Nothing in the records may be changed; retype them in full.

☆ ☆ ☆ ☆ ☆ ☆ ☆

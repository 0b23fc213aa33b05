use clap::Parser;
use miette::Result;
use tracing_subscriber::EnvFilter;

use bomcost::cli::commands;
use bomcost::cli::{Cli, Commands, GlobalOpts};
use bomcost::core::{Config, Project};

fn main() -> Result<()> {
    // Reset SIGPIPE to default behavior (terminate silently) for proper Unix piping.
    // Without this, piping to `head`, `grep -q`, etc. causes a panic on broken pipe.
    #[cfg(unix)]
    {
        unsafe {
            libc::signal(libc::SIGPIPE, libc::SIG_DFL);
        }
    }
    miette::set_hook(Box::new(|_| {
        Box::new(
            miette::MietteHandlerOpts::new()
                .terminal_links(true)
                .unicode(true)
                .context_lines(2)
                .tab_width(4)
                .build(),
        )
    }))?;

    let cli = Cli::parse();
    let global = cli.global;
    init_logging(&global);

    match cli.command {
        Commands::Init(args) => commands::init::run(args, &global),
        Commands::Cat(cmd) => commands::cat::run(cmd, &global),
        Commands::Uom(cmd) => commands::uom::run(cmd, &global),
        Commands::Fam(cmd) => commands::fam::run(cmd, &global),
        Commands::Nom(cmd) => commands::nom::run(cmd, &global),
        Commands::Param(cmd) => commands::param::run(cmd, &global),
        Commands::Bom(cmd) => commands::bom::run(cmd, &global),
        Commands::WhereUsed(args) => commands::where_used::run(args, &global),
        Commands::Roots(args) => commands::roots::run(args, &global),
        Commands::Rollup(args) => commands::rollup::run(args, &global),
        Commands::Check(args) => commands::check::run(args, &global),
        Commands::Report(args) => commands::report::run(args, &global),
        Commands::Completions(args) => commands::completions::run(args),
    }
}

/// Log to stderr: BOMCOST_LOG, then the configured filter, then the verbosity default
fn init_logging(global: &GlobalOpts) {
    let project = match &global.project {
        Some(path) => Project::discover_from(path).ok(),
        None => Project::discover().ok(),
    };
    let default = if global.verbose { "debug" } else { "warn" };
    let filter = Config::load_for(project.as_ref())
        .log_filter
        .unwrap_or_else(|| default.to_string());

    tracing_subscriber::fmt()
        .with_env_filter(EnvFilter::try_new(&filter).unwrap_or_else(|_| EnvFilter::new(default)))
        .with_writer(std::io::stderr)
        .with_target(false)
        .init();
}
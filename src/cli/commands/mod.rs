//! CLI command implementations

pub mod bom;
pub mod cat;
pub mod check;
pub mod completions;
pub mod fam;
pub mod init;
pub mod nom;
pub mod param;
pub mod report;
pub mod rollup;
pub mod roots;
pub mod uom;
pub mod where_used;
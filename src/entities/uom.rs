//! Unit of measure

use chrono::{DateTime, Utc};
use serde::{Deserialize, Serialize};

use crate::core::entity::Entity;
use crate::core::identity::{EntityId, EntityPrefix};

/// A unit of measure referenced by component families (pcs, m, kg, ...)
#[derive(Debug, Clone, PartialEq, Serialize, Deserialize)]
pub struct UnitOfMeasure {
    pub id: EntityId,

    pub name: String,

    /// Rounding step for quantities expressed in this unit
    #[serde(default = "default_rounding")]
    pub rounding: f64,

    pub created: DateTime<Utc>,
}

fn default_rounding() -> f64 {
    0.01
}

impl UnitOfMeasure {
    pub fn new(name: impl Into<String>) -> Self {
        Self {
            id: EntityId::new(Self::PREFIX),
            name: name.into(),
            rounding: default_rounding(),
            created: Utc::now(),
        }
    }

    pub fn with_rounding(mut self, rounding: f64) -> Self {
        self.rounding = rounding;
        self
    }
}

impl Entity for UnitOfMeasure {
    const PREFIX: EntityPrefix = EntityPrefix::Uom;

    fn id(&self) -> &EntityId {
        &self.id
    }

    fn label(&self) -> String {
        self.name.clone()
    }
}

#[cfg(test)]
mod tests {
    use super::*;

    #[test]
    fn test_uom_defaults() {
        let uom = UnitOfMeasure::new("pcs");
        assert!(uom.id.to_string().starts_with("UOM-"));
        assert_eq!(uom.rounding, 0.01);
        assert_eq!(uom.label(), "pcs");
    }

    #[test]
    fn test_rounding_defaults_when_missing() {
        let id = EntityId::new(EntityPrefix::Uom);
        let yaml = format!("id: {}\nname: m\ncreated: 2024-01-01T00:00:00Z\n", id);
        let uom: UnitOfMeasure = serde_yml::from_str(&yaml).unwrap();
        assert_eq!(uom.rounding, 0.01);
    }
}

☆ ☆ ☆ ☆ ☆ ☆ ☆

TASK OUTPUT —
repository 0b23fc213aa33b05
use clap::Parser;
use miette::Result;
use tracing_subscriber::EnvFilter;

use bomcost::cli::commands;
use bomcost::cli::{Cli, Commands, GlobalOpts};
use bomcost::core::{Config, Project};

fn main() -> Result<()> {
    // Reset SIGPIPE to default behavior (terminate silently) for proper Unix piping.
    // Without this, piping to `head`, `grep -q`, etc. causes a panic on broken pipe.
    #[cfg(unix)]
    {
        unsafe {
            libc::signal(libc::SIGPIPE, libc::SIG_DFL);
        }
    }
    miette::set_hook(Box::new(|_| {
        Box::new(
            miette::MietteHandlerOpts::new()
                .terminal_links(true)
                .unicode(true)
                .context_lines(2)
                .tab_width(4)
                .build(),
        )
    }))?;

    let cli = Cli::parse();
    let global = cli.global;
    init_logging(&global);

    match cli.command {
        Commands::Init(args) => commands::init::run(args, &global),
        Commands::Cat(cmd) => commands::cat::run(cmd, &global),
        Commands::Uom(cmd) => commands::uom::run(cmd, &global),
        Commands::Fam(cmd) => commands::fam::run(cmd, &global),
        Commands::Nom(cmd) => commands::nom::run(cmd, &global),
        Commands::Param(cmd) => commands::param::run(cmd, &global),
        Commands::Bom(cmd) => commands::bom::run(cmd, &global),
        Commands::WhereUsed(args) => commands::where_used::run(args, &global),
        Commands::Roots(args) => commands::roots::run(args, &global),
        Commands::Rollup(args) => commands::rollup::run(args, &global),
        Commands::Check(args) => commands::check::run(args, &global),
        Commands::Report(args) => commands::report::run(args, &global),
        Commands::Completions(args) => commands::completions::run(args),
    }
}

/// Log to stderr: BOMCOST_LOG, then the configured filter, then the verbosity default
fn init_logging(global: &GlobalOpts) {
    let project = match &global.project {
        Some(path) => Project::discover_from(path).ok(),
        None => Project::discover().ok(),
    };
    let default = if global.verbose { "debug" } else { "warn" };
    let filter = Config::load_for(project.as_ref())
        .log_filter
        .unwrap_or_else(|| default.to_string());

    tracing_subscriber::fmt()
        .with_env_filter(EnvFilter::try_new(&filter).unwrap_or_else(|_| EnvFilter::new(default)))
        .with_writer(std::io::stderr)
        .with_target(false)
        .init();
}
filename src/cli/commands/mod.rs
//! CLI command implementations

pub mod bom;
pub mod cat;
pub mod check;
pub mod completions;
pub mod fam;
pub mod init;
pub mod nom;
pub mod param;
pub mod report;
pub mod rollup;
pub mod roots;
pub mod uom;
pub mod where_used;
filename src/entities/uom.rs
//! Unit of measure

use chrono::{DateTime, Utc};
use serde::{Deserialize, Serialize};

use crate::core::entity::Entity;
use crate::core::identity::{EntityId, EntityPrefix};

/// A unit of measure referenced by component families (pcs, m, kg, ...)
#[derive(Debug, Clone, PartialEq, Serialize, Deserialize)]
pub struct UnitOfMeasure {
    pub id: EntityId,

    pub name: String,

    /// Rounding step for quantities expressed in this unit
    #[serde(default = "default_rounding")]
    pub rounding: f64,

    pub created: DateTime<Utc>,
}

fn default_rounding() -> f64 {
    0.01
}

impl UnitOfMeasure {
    pub fn new(name: impl Into<String>) -> Self {
        Self {
            id: EntityId::new(Self::PREFIX),
            name: name.into(),
            rounding: default_rounding(),
            created: Utc::now(),
        }
    }

    pub fn with_rounding(mut self, rounding: f64) -> Self {
        self.rounding = rounding;
        self
    }
}

impl Entity for UnitOfMeasure {
    const PREFIX: EntityPrefix = EntityPrefix::Uom;

    fn id(&self) -> &EntityId {
        &self.id
    }

    fn label(&self) -> String {
        self.name.clone()
    }
}

#[cfg(test)]
mod tests {
    use super::*;

    #[test]
    fn test_uom_defaults() {
        let uom = UnitOfMeasure::new("pcs");
        assert!(uom.id.to_string().starts_with("UOM-"));
        assert_eq!(uom.rounding, 0.01);
        assert_eq!(uom.label(), "pcs");
    }

    #[test]
    fn test_rounding_defaults_when_missing() {
        let id = EntityId::new(EntityPrefix::Uom);
        let yaml = format!("id: {}\nname: m\ncreated: 2024-01-01T00:00:00Z\n", id);
        let uom: UnitOfMeasure = serde_yml::from_str(&yaml).unwrap();
        assert_eq!(uom.rounding, 0.01);
    }
}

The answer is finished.